Irish Times Ltd reports loss of €27.9m for 2009


THE IRISH Times Ltd made an after-tax loss of €27.9 million in 2009 as a result of costs related to a restructuring of the business and the effect of the recession on advertising revenues.

This compared with a loss of €37.8 million in 2008.

Latest accounts for the company show that turnover declined by 25.9 per cent to €92 million.

Circulation revenues fell marginally during the year but advertising income was 42.5 per cent lower due to the effects of the economic slowdown, particularly in property and recruitment.

The Irish Times made an operating loss of €4.6 million last year. This compared with an operating profit of €6.4 million in 2008.

The company booked exceptional costs of €19.3 million and expenses relating to its pension scheme of €3.9 million.

The exceptional costs included a charge of €8 million relating to its reorganisation and an €8.5 million impairment of goodwill on, a property website owned by The Irish Times Ltd.

The reorganisation has reduced payroll costs by €9 million a year.

The Irish Times had no net debt at the end of 2009 and had cash on its balance sheet of €13 million.

The total remuneration of executive directors was €3.1 million last year. This included an ex-gratia payment of €1.1 million to former managing director Maeve Donovan, who retired from the company in February 2010.

Ms Donovan is the subject of a non-compete arrangement for two years for an annual payment of €50,000 a year.

The accounts show that Ms Donovan was paid €319,000 in 2009 as managing director.

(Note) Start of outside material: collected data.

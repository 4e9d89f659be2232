#![allow(dead_code)]

pub mod fixtures;
pub mod mock_upstream;
pub mod test_server;

pub use fixtures::{dns_config, write_list};
pub use mock_upstream::MockUpstream;
pub use test_server::TestServer;
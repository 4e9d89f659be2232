use sluice_dns_domain::Config;
use tracing::info;
use tracing_subscriber::EnvFilter;

/// `RUST_LOG` wins over the configured level.
pub fn init_logging(config: &Config) {
    let filter = EnvFilter::try_from_default_env()
        .unwrap_or_else(|_| EnvFilter::new(&config.logging.level));

    let builder = tracing_subscriber::fmt()
        .with_env_filter(filter)
        .with_target(true)
        .with_thread_ids(false)
        .with_level(true);

    if config.logging.json {
        builder.json().init();
    } else {
        builder.with_ansi(true).init();
    }

    info!(
        level = %config.logging.level,
        dns_port = config.server.dns_port,
        web_port = config.server.web_port,
        bind = %config.server.bind_address,
        upstream_files = config.upstream_files.files.len(),
        "Configuration loaded"
    );
}
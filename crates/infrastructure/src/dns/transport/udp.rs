use super::{DnsTransport, Endpoint, TransportResponse};
use async_trait::async_trait;
use sluice_dns_domain::DomainError;
use std::net::{Ipv4Addr, Ipv6Addr, SocketAddr};
use std::sync::Arc;
use std::time::Duration;
use tokio::net::UdpSocket;
use tracing::{debug, warn};

/// Maximum UDP DNS response size with EDNS(0)
const MAX_UDP_RESPONSE_SIZE: usize = 4096;

/// Plain DNS over UDP, one socket per query.
pub struct UdpTransport {
    endpoint: Arc<Endpoint>,
}

impl UdpTransport {
    pub fn new(endpoint: Arc<Endpoint>) -> Self {
        Self { endpoint }
    }
}

#[async_trait]
impl DnsTransport for UdpTransport {
    async fn send(
        &self,
        message_bytes: &[u8],
        timeout: Duration,
    ) -> Result<TransportResponse, DomainError> {
        let server_addr = self.endpoint.first_addr().await?;

        let bind_addr = if server_addr.is_ipv4() {
            SocketAddr::from((Ipv4Addr::UNSPECIFIED, 0))
        } else {
            SocketAddr::from((Ipv6Addr::UNSPECIFIED, 0))
        };

        let socket = UdpSocket::bind(bind_addr)
            .await
            .map_err(|e| DomainError::IoError(format!("Failed to bind UDP socket: {}", e)))?;

        let bytes_sent = tokio::time::timeout(timeout, socket.send_to(message_bytes, server_addr))
            .await
            .map_err(|_| {
                DomainError::Network(format!("Timeout sending UDP query to {}", server_addr))
            })?
            .map_err(|e| {
                DomainError::Network(format!(
                    "Failed to send UDP query to {}: {}",
                    server_addr, e
                ))
            })?;

        debug!(server = %server_addr, bytes_sent = bytes_sent, "UDP query sent");

        let mut recv_buf = vec![0u8; MAX_UDP_RESPONSE_SIZE];

        let (bytes_received, from_addr) =
            tokio::time::timeout(timeout, socket.recv_from(&mut recv_buf))
                .await
                .map_err(|_| {
                    DomainError::Network(format!(
                        "Timeout waiting for UDP response from {}",
                        server_addr
                    ))
                })?
                .map_err(|e| {
                    DomainError::Network(format!(
                        "Failed to receive UDP response from {}: {}",
                        server_addr, e
                    ))
                })?;

        if from_addr.ip() != server_addr.ip() {
            warn!(
                expected = %server_addr,
                received_from = %from_addr,
                "UDP response from unexpected source"
            );
        }

        recv_buf.truncate(bytes_received);

        Ok(TransportResponse {
            bytes: recv_buf,
            protocol_used: "UDP",
        })
    }

    fn protocol_name(&self) -> &'static str {
        "UDP"
    }
}
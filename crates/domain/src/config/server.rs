use serde::{Deserialize, Serialize};
use std::net::{IpAddr, SocketAddr};
use std::path::PathBuf;

#[derive(Debug, Clone, Deserialize, Serialize)]
pub struct ServerConfig {
    #[serde(default = "default_dns_port")]
    pub dns_port: u16,

    #[serde(default = "default_web_port")]
    pub web_port: u16,

    #[serde(default = "default_bind_address")]
    pub bind_address: String,

    /// Directory holding cached managed upstream files
    #[serde(default = "default_data_dir")]
    pub data_dir: PathBuf,
}

impl ServerConfig {
    /// Addresses the DNS listeners bind to.
    pub fn dns_listen_addrs(&self) -> Vec<SocketAddr> {
        match self.bind_address.parse::<IpAddr>() {
            Ok(ip) => vec![SocketAddr::new(ip, self.dns_port)],
            Err(_) => vec![],
        }
    }
}

fn default_dns_port() -> u16 {
    53
}

fn default_web_port() -> u16 {
    3000
}

fn default_bind_address() -> String {
    "0.0.0.0".to_string()
}

fn default_data_dir() -> PathBuf {
    PathBuf::from("data")
}

impl Default for ServerConfig {
    fn default() -> Self {
        Self {
            dns_port: default_dns_port(),
            web_port: default_web_port(),
            bind_address: default_bind_address(),
            data_dir: default_data_dir(),
        }
    }
}
use crate::errors::DomainError;
use std::path::Path;

const MAX_NAME_LEN: usize = 200;
const MAX_URL_LEN: usize = 2048;

pub fn validate_source_name(name: &str, entity: &str) -> Result<(), DomainError> {
    if name.len() > MAX_NAME_LEN {
        return Err(DomainError::InvalidName(format!(
            "{entity} name cannot exceed {MAX_NAME_LEN} characters"
        )));
    }
    Ok(())
}

/// Accepts `http://` and `https://` URLs and absolute local file paths.
pub fn validate_list_url(url: &str) -> Result<(), DomainError> {
    if url.is_empty() {
        return Err(DomainError::InvalidUrl("URL cannot be empty".to_string()));
    }
    if url.len() > MAX_URL_LEN {
        return Err(DomainError::InvalidUrl(format!(
            "URL cannot exceed {MAX_URL_LEN} characters"
        )));
    }

    if let Some(rest) = url
        .strip_prefix("http://")
        .or_else(|| url.strip_prefix("https://"))
    {
        let host = rest.split(['/', '?', '#']).next().unwrap_or_default();
        if host.is_empty() {
            return Err(DomainError::InvalidUrl(format!("{url}: missing host")));
        }
        return Ok(());
    }

    if Path::new(url).is_absolute() {
        return Ok(());
    }

    Err(DomainError::InvalidUrl(format!(
        "{url}: must start with http:// or https:// or be an absolute path"
    )))
}
use async_trait::async_trait;
use sluice_dns_application::ports::StaticUpstreamSource;
use sluice_dns_domain::{parse_upstream_lines, DnsConfig, DomainError};
use std::sync::Arc;

/// Static upstreams from the config: `upstream_dns_file` when set,
/// `upstream_servers` otherwise.
pub struct ConfigUpstreamSource {
    dns: Arc<DnsConfig>,
}

impl ConfigUpstreamSource {
    pub fn new(dns: Arc<DnsConfig>) -> Self {
        Self { dns }
    }
}

#[async_trait]
impl StaticUpstreamSource for ConfigUpstreamSource {
    async fn load(&self) -> Result<Vec<String>, DomainError> {
        let Some(path) = &self.dns.upstream_dns_file else {
            return Ok(self.dns.upstream_servers.clone());
        };

        let text = tokio::fs::read_to_string(path)
            .await
            .map_err(|e| DomainError::ManagedFileRead {
                path: path.clone(),
                message: e.to_string(),
            })?;
        Ok(parse_upstream_lines(&text))
    }
}
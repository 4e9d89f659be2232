#![allow(dead_code)]

use async_trait::async_trait;
use chrono::Utc;
use sluice_dns_application::ports::{
    ConfigPersistence, ManagedUpstreamFileRepository, ResolutionReloader,
    UpstreamFileRefresherPort,
};
use sluice_dns_domain::{
    DomainError, FetchedList, ManagedFilesSnapshot, ManagedUpstreamFile, RefreshOutcome,
};
use std::sync::atomic::{AtomicUsize, Ordering};
use std::sync::Mutex;
use tokio::sync::RwLock;

// ============================================================================
// In-memory ManagedUpstreamFileRepository
// ============================================================================

#[derive(Default)]
pub struct InMemoryFileRepository {
    files: RwLock<Vec<ManagedUpstreamFile>>,
}

impl InMemoryFileRepository {
    pub fn with_files(files: Vec<ManagedUpstreamFile>) -> Self {
        Self {
            files: RwLock::new(files),
        }
    }

    pub async fn find(&self, url: &str) -> Option<ManagedUpstreamFile> {
        self.files.read().await.iter().find(|f| f.url == url).cloned()
    }

    pub async fn count(&self) -> usize {
        self.files.read().await.len()
    }
}

#[async_trait]
impl ManagedUpstreamFileRepository for InMemoryFileRepository {
    async fn snapshot(&self) -> ManagedFilesSnapshot {
        ManagedFilesSnapshot {
            files: self.files.read().await.clone(),
            update_interval_hours: 24,
        }
    }

    async fn load_upstreams(&self) -> Result<Vec<String>, DomainError> {
        Ok(Vec::new())
    }

    async fn find_by_url(&self, url: &str) -> Option<ManagedUpstreamFile> {
        self.find(url).await
    }

    async fn add(
        &self,
        name: &str,
        url: &str,
        content: &FetchedList,
    ) -> Result<ManagedUpstreamFile, DomainError> {
        let mut files = self.files.write().await;
        let id = files.iter().map(|f| f.id).max().unwrap_or(0) + 1;
        let mut file = ManagedUpstreamFile::new(id, url, name);
        file.rules_count = content.rules_count;
        file.checksum = Some(content.checksum.clone());
        file.last_updated = Some(Utc::now());
        files.push(file.clone());
        Ok(file)
    }

    async fn remove(&self, url: &str) -> Result<ManagedUpstreamFile, DomainError> {
        let mut files = self.files.write().await;
        let pos = files
            .iter()
            .position(|f| f.url == url)
            .ok_or_else(|| DomainError::ManagedFileNotFound(url.to_string()))?;
        Ok(files.remove(pos))
    }

    async fn replace(
        &self,
        url: &str,
        mut updated: ManagedUpstreamFile,
        content: Option<&FetchedList>,
    ) -> Result<ManagedUpstreamFile, DomainError> {
        let mut files = self.files.write().await;
        let slot = files
            .iter_mut()
            .find(|f| f.url == url)
            .ok_or_else(|| DomainError::ManagedFileNotFound(url.to_string()))?;
        if let Some(content) = content {
            updated.rules_count = content.rules_count;
            updated.checksum = Some(content.checksum.clone());
            updated.last_updated = Some(Utc::now());
        }
        *slot = updated.clone();
        Ok(updated)
    }
}

// ============================================================================
// Mock UpstreamFileRefresherPort
// ============================================================================

pub struct MockRefresher {
    outcome: Mutex<Option<RefreshOutcome>>,
    fetch_error: Mutex<Option<fn() -> DomainError>>,
    fetches: AtomicUsize,
}

impl MockRefresher {
    pub fn new() -> Self {
        Self {
            outcome: Mutex::new(Some(RefreshOutcome::default())),
            fetch_error: Mutex::new(None),
            fetches: AtomicUsize::new(0),
        }
    }

    /// `None` simulates a pass already in flight.
    pub fn set_outcome(&self, outcome: Option<RefreshOutcome>) {
        *self.outcome.lock().unwrap() = outcome;
    }

    pub fn set_fetch_error(&self, make: fn() -> DomainError) {
        *self.fetch_error.lock().unwrap() = Some(make);
    }

    pub fn fetch_count(&self) -> usize {
        self.fetches.load(Ordering::SeqCst)
    }
}

#[async_trait]
impl UpstreamFileRefresherPort for MockRefresher {
    async fn try_refresh(&self, _force: bool) -> Option<RefreshOutcome> {
        *self.outcome.lock().unwrap()
    }

    async fn fetch_validated(&self, _url: &str) -> Result<FetchedList, DomainError> {
        self.fetches.fetch_add(1, Ordering::SeqCst);
        let fetch_error = *self.fetch_error.lock().unwrap();
        if let Some(make) = fetch_error {
            return Err(make());
        }
        Ok(FetchedList {
            content: "1.1.1.1\n[/lan/]192.168.1.1\n9.9.9.9\n".into(),
            rules_count: 3,
            checksum: "c0ffee".into(),
        })
    }
}

// ============================================================================
// Mock ConfigPersistence / ResolutionReloader
// ============================================================================

#[derive(Default)]
pub struct MockPersistence {
    saves: AtomicUsize,
}

impl MockPersistence {
    pub fn save_count(&self) -> usize {
        self.saves.load(Ordering::SeqCst)
    }
}

#[async_trait]
impl ConfigPersistence for MockPersistence {
    async fn save_upstream_files(&self, _snapshot: &ManagedFilesSnapshot) -> Result<(), DomainError> {
        self.saves.fetch_add(1, Ordering::SeqCst);
        Ok(())
    }
}

#[derive(Default)]
pub struct MockReloader {
    reloads: AtomicUsize,
}

impl MockReloader {
    pub fn reload_count(&self) -> usize {
        self.reloads.load(Ordering::SeqCst)
    }
}

#[async_trait]
impl ResolutionReloader for MockReloader {
    async fn reload(&self) -> Result<(), DomainError> {
        self.reloads.fetch_add(1, Ordering::SeqCst);
        Ok(())
    }
}

pub fn make_file(id: i64, url: &str, enabled: bool) -> ManagedUpstreamFile {
    let mut file = ManagedUpstreamFile::new(id, url, format!("list {}", id));
    file.enabled = enabled;
    file.rules_count = 2;
    file
}
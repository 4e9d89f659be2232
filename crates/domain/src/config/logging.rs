use serde::{Deserialize, Serialize};

/// Logging configuration
#[derive(Debug, Clone, Deserialize, Serialize)]
pub struct LoggingConfig {
    /// Log level (default: "info")
    /// Options: "trace", "debug", "info", "warn", "error"
    /// `RUST_LOG` takes precedence when set
    #[serde(default = "default_log_level")]
    pub level: String,

    /// Emit JSON lines instead of human-readable output
    #[serde(default)]
    pub json: bool,
}

impl Default for LoggingConfig {
    fn default() -> Self {
        Self {
            level: default_log_level(),
            json: false,
        }
    }
}

fn default_log_level() -> String {
    "info".to_string()
}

Irish Times editor Geraldine Kennedy received the same level of salary.

Their pay was reduced by 20 per cent from the 2008 level of €399,000 as part of a programme of pay cuts across the company.

Liam Kavanagh, who was appointed managing director in March 2010, was paid €259,000 in his role as deputy managing director last year.

Deputy editor Paul O’Neill received €173,000 in salary. Both men took pay cuts of 15 per cent in 2009.

Commenting on current trading, Mr Kavanagh said: “Trading-wise we will break even in cash terms for 2010. In profit terms, there will be a loss because of a depreciation stream.”

He estimated the group loss for 2010 will be about €8 million.

Looking to 2011, Mr Kavanagh said the continued difficult economic backdrop meant the company would have to re-evaluate its cost base.

“We are going to work our way through that process and identify where we can achieve savings,” he said.

Mr Kavanagh said The Irish Times would also seek to exploit opportunities in digital media.

Its new e-paper has achieved daily sales of 1,500 while there have been more than 30,000 downloads of iPhone applications. is “profitable” and all digital subsidiaries would be operating in the black by the end of this year, he said.

“Our engagement with the reader and the online audience is strong. The key thing now is to turn that into revenue for the company going forward.”